In this study, I used community samples made statewide in two time periods,
1938-1941 (the 1940s) and 1986-2001 (the 1990s). From these data, I calculated the
change in distribution over time for each species. I then asked two questions: Where in
the state has change occurred most intensively? What types of species (e.g., minnow
species, Ozark species) have changed? This information can help generate hypotheses on
what has caused the change. It can also provide surrogate data for rare species. It is
difficult to obtain good data on rare species precisely because they are rare. However, if a
15
rare species happens to be a minnow species, for example, and if most common minnow
species have declined, then one can conclude that the rare species is likely to have
declined as well.
Community samples can also provide estimates of each species’ probability of
extinction, which is the basic measure for species conservation. The International Union
for the Conservation of Nature (IUCN) has developed criteria to estimate the probability
of extinction for a species (Mace and Lande 1991; Mace 1994; www.iucn.org/themes/ssc/
redlists/ssc-rl-c.htm). Six basic measures are used to estimate probability of extinction:
abundance, rate of reduction in abundance over time, fluctuation in abundance over time,
area of occurrence, number of subpopulations, and fragmentation of subpopulations.

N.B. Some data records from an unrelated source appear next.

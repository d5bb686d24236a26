//! Crater Fall headless driver
//!
//! Plays a few scripted turns without a window and logs the turn flow.
//! Usage: `crater-fall [config.json]` (set `RUST_LOG=info` to see the log).

use crater_fall::sim::{KeyState, Simulation, TickInput, TurnPhase};
use crater_fall::{SimConfig, SimError};

/// Turns to play before exiting
const TURNS: u32 = 3;
/// Give up if a turn never settles
const MAX_TICKS: u64 = 200_000;

/// Scripted player: aim, charge, release
#[derive(Debug, Default)]
struct Pilot {
    turn: u32,
    /// Ticks spent on the current shot, `None` while waiting for control
    shot_ticks: Option<u32>,
}

impl Pilot {
    fn aim_ticks(&self) -> u32 {
        20 + self.turn * 15
    }

    fn charge_ticks(&self) -> u32 {
        30 + self.turn * 10
    }

    fn input(&mut self, sim: &Simulation) -> TickInput {
        let mut input = TickInput::default();

        let ready = sim.phase() == TurnPhase::StartPlay
            && sim.state.player_has_control
            && !sim.state.player_action_complete
            && sim.controlled_unit().is_some_and(|u| u.stable);

        let Some(ticks) = self.shot_ticks.filter(|_| ready) else {
            if ready {
                self.shot_ticks = Some(0);
            }
            return input;
        };

        let aim_end = self.aim_ticks();
        let charge_end = aim_end + self.charge_ticks();
        match ticks {
            t if t < aim_end => input.rotate_left = KeyState::HELD,
            t if t == aim_end => input.fire = KeyState::PRESSED,
            t if t < charge_end => input.fire = KeyState::HELD,
            _ => {
                input.fire = KeyState::RELEASED;
                self.shot_ticks = None;
                return input;
            }
        }
        self.shot_ticks = Some(ticks + 1);
        input
    }
}

fn run() -> Result<(), SimError> {
    let config = match std::env::args().nth(1) {
        Some(path) => SimConfig::load(path)?,
        None => {
            log::info!("No config given, using defaults");
            SimConfig::default()
        }
    };

    let mut sim = Simulation::new(config)?;
    let mut pilot = Pilot::default();
    let mut last_phase = sim.phase();

    for _ in 0..MAX_TICKS {
        let input = pilot.input(&sim);
        sim.tick(&input);

        if sim.phase() != last_phase {
            last_phase = sim.phase();
            if last_phase == TurnPhase::CameraMode {
                pilot.turn += 1;
            }
            if last_phase == TurnPhase::StartPlay && pilot.turn >= TURNS {
                log::info!(
                    "Played {} turns in {} ticks; {} bodies, {} solid cells left",
                    pilot.turn,
                    sim.state.time_ticks,
                    sim.world.len(),
                    sim.world.terrain.solid_count()
                );
                return Ok(());
            }
        }
    }

    log::warn!("Stopped after {MAX_TICKS} ticks in {:?}", sim.phase());
    Ok(())
}

#[cfg(not(target_arch = "wasm32"))]
fn main() {
    env_logger::init();
    log::info!("Crater Fall (headless) starting...");

    if let Err(e) = run() {
        log::error!("{e}");
        std::process::exit(1);
    }
}

#[cfg(target_arch = "wasm32")]
fn main() {
    // No headless driver on the web; the host embeds the library directly
}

These basic measures are often costly to obtain. They are usually only estimated for
species listed under the U.S. Endangered Species Act or for economically valuable
species, but they are correlated with other measures that can be derived from inexpensive
community samples. Abundance is correlated with proportion of sites occupied (Gaston
1996; Hanski and Gyllenberg 1997; Johnson 1998). The same correlation can be used for
the rate of reduction in abundance over time and fluctuation in abundance over time. For
area of occurrence, IUCN recommends using the area of a convex polygon around known
occurrences. From community samples, we know the stream reaches where a species is
found. From this, the length of stream can be calculated. Because streams are almost
linear features, this should be highly correlated with the area of the stream. For number of
subpopulations, the number of reaches in which a species occurs can be used. A reach
can be defined as a length of stream bounded by changes in stream order. By this
definition, each reach is a well-defined landscape unit that is internally homogenous
16
compared to other reaches, and each reach will be connected to other reaches at (usually)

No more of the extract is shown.